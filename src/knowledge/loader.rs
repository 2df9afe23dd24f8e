//! Line-delimited knowledge base loader
//!
//! Each non-blank line holds one two-turn conversation record:
//!
//! ```text
//! {"contents":[{"parts":[{"text":"<question>"}]},{"parts":[{"text":"<answer>"}]}]}
//! ```
//!
//! The first part of the first turn is the question and the first part of
//! the second turn is the answer. Extra turns and parts are ignored.

use serde::{Deserialize, Serialize};
use std::fs::File;
use std::io::{BufRead, BufReader};
use std::path::Path;

use crate::errors::{QaError, Result};
use crate::knowledge::types::{KnowledgeBase, QaPair};

/// What to do with a line that does not parse into a pair
#[derive(Debug, Clone, Copy, Default, PartialEq, Eq, Serialize, Deserialize)]
#[serde(rename_all = "lowercase")]
pub enum MalformedLinePolicy {
    /// Fail the whole load on the first bad line
    #[default]
    Abort,
    /// Log a warning, drop the line, keep going
    Skip,
}

/// Outcome of a load
#[derive(Debug, Clone)]
pub struct LoadReport {
    pub knowledge_base: KnowledgeBase,
    /// 1-based line numbers dropped under `MalformedLinePolicy::Skip`
    pub skipped_lines: Vec<usize>,
}

#[derive(Deserialize)]
struct Record {
    contents: Vec<Turn>,
}

#[derive(Deserialize)]
struct Turn {
    #[serde(default)]
    parts: Vec<Part>,
}

#[derive(Deserialize)]
struct Part {
    text: Option<String>,
}

/// Knowledge base loader with a fixed malformed-line policy
#[derive(Debug, Clone, Copy, Default)]
pub struct Loader {
    policy: MalformedLinePolicy,
}

impl Loader {
    pub fn new(policy: MalformedLinePolicy) -> Self {
        Self { policy }
    }

    /// Load from a file on disk
    pub fn load(&self, path: impl AsRef<Path>) -> Result<LoadReport> {
        let path = path.as_ref();
        let file = File::open(path).map_err(|e| {
            QaError::Io(std::io::Error::new(
                e.kind(),
                format!("{}: {}", path.display(), e),
            ))
        })?;

        let report = self.load_from_reader(BufReader::new(file))?;
        tracing::info!(
            path = %path.display(),
            pairs = report.knowledge_base.len(),
            skipped = report.skipped_lines.len(),
            "Loaded knowledge base"
        );
        Ok(report)
    }

    /// Load from any buffered reader. Blank lines are not records.
    ///
    /// A line that is not valid UTF-8 is malformed like any other bad
    /// line; only a failed read is an I/O error.
    pub fn load_from_reader<R: BufRead>(&self, mut reader: R) -> Result<LoadReport> {
        let mut pairs = Vec::new();
        let mut skipped_lines = Vec::new();
        let mut buf = Vec::new();
        let mut line_no = 0;

        loop {
            buf.clear();
            if reader.read_until(b'\n', &mut buf)? == 0 {
                break;
            }
            line_no += 1;

            let parsed = match std::str::from_utf8(strip_line_ending(&buf)) {
                Ok(line) => {
                    let line = if line_no == 1 {
                        line.trim_start_matches('\u{feff}')
                    } else {
                        line
                    };
                    if line.trim().is_empty() {
                        continue;
                    }
                    parse_record(line)
                }
                Err(_) => Err("invalid UTF-8".to_string()),
            };

            match parsed {
                Ok(pair) => pairs.push(pair),
                Err(reason) => match self.policy {
                    MalformedLinePolicy::Abort => {
                        return Err(QaError::MalformedRecord {
                            line: line_no,
                            reason,
                        });
                    }
                    MalformedLinePolicy::Skip => {
                        tracing::warn!(line = line_no, %reason, "Skipping malformed record");
                        skipped_lines.push(line_no);
                    }
                },
            }
        }

        Ok(LoadReport {
            knowledge_base: KnowledgeBase::new(pairs),
            skipped_lines,
        })
    }
}

fn strip_line_ending(line: &[u8]) -> &[u8] {
    let line = line.strip_suffix(b"\n").unwrap_or(line);
    line.strip_suffix(b"\r").unwrap_or(line)
}

/// Load a knowledge base from `path`, aborting on the first malformed line
pub fn load(path: impl AsRef<Path>) -> Result<KnowledgeBase> {
    Loader::default().load(path).map(|r| r.knowledge_base)
}

/// Reader variant of [`load`]
pub fn load_from_reader<R: BufRead>(reader: R) -> Result<KnowledgeBase> {
    Loader::default()
        .load_from_reader(reader)
        .map(|r| r.knowledge_base)
}

/// Parse one record line into a pair, or describe why it is malformed
pub fn parse_record(line: &str) -> std::result::Result<QaPair, String> {
    let record: Record =
        serde_json::from_str(line).map_err(|e| format!("invalid record: {}", e))?;

    let question = turn_text(&record.contents, 0, "question")?;
    let answer = turn_text(&record.contents, 1, "answer")?;

    Ok(QaPair { question, answer })
}

fn turn_text(turns: &[Turn], index: usize, field: &str) -> std::result::Result<String, String> {
    let turn = turns
        .get(index)
        .ok_or_else(|| format!("missing {} turn (contents[{}])", field, index))?;

    turn.parts
        .first()
        .and_then(|p| p.text.clone())
        .ok_or_else(|| format!("missing {} text (contents[{}].parts[0].text)", field, index))
}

• • • •

→ What the task requires
Lines from the entries that contain the word "first" are what the answer must hold.

→ Result below
//! The first part of the first turn is the question and the first part of
    /// Fail the whole load on the first bad line
/// Load a knowledge base from `path`, aborting on the first malformed line
        .first()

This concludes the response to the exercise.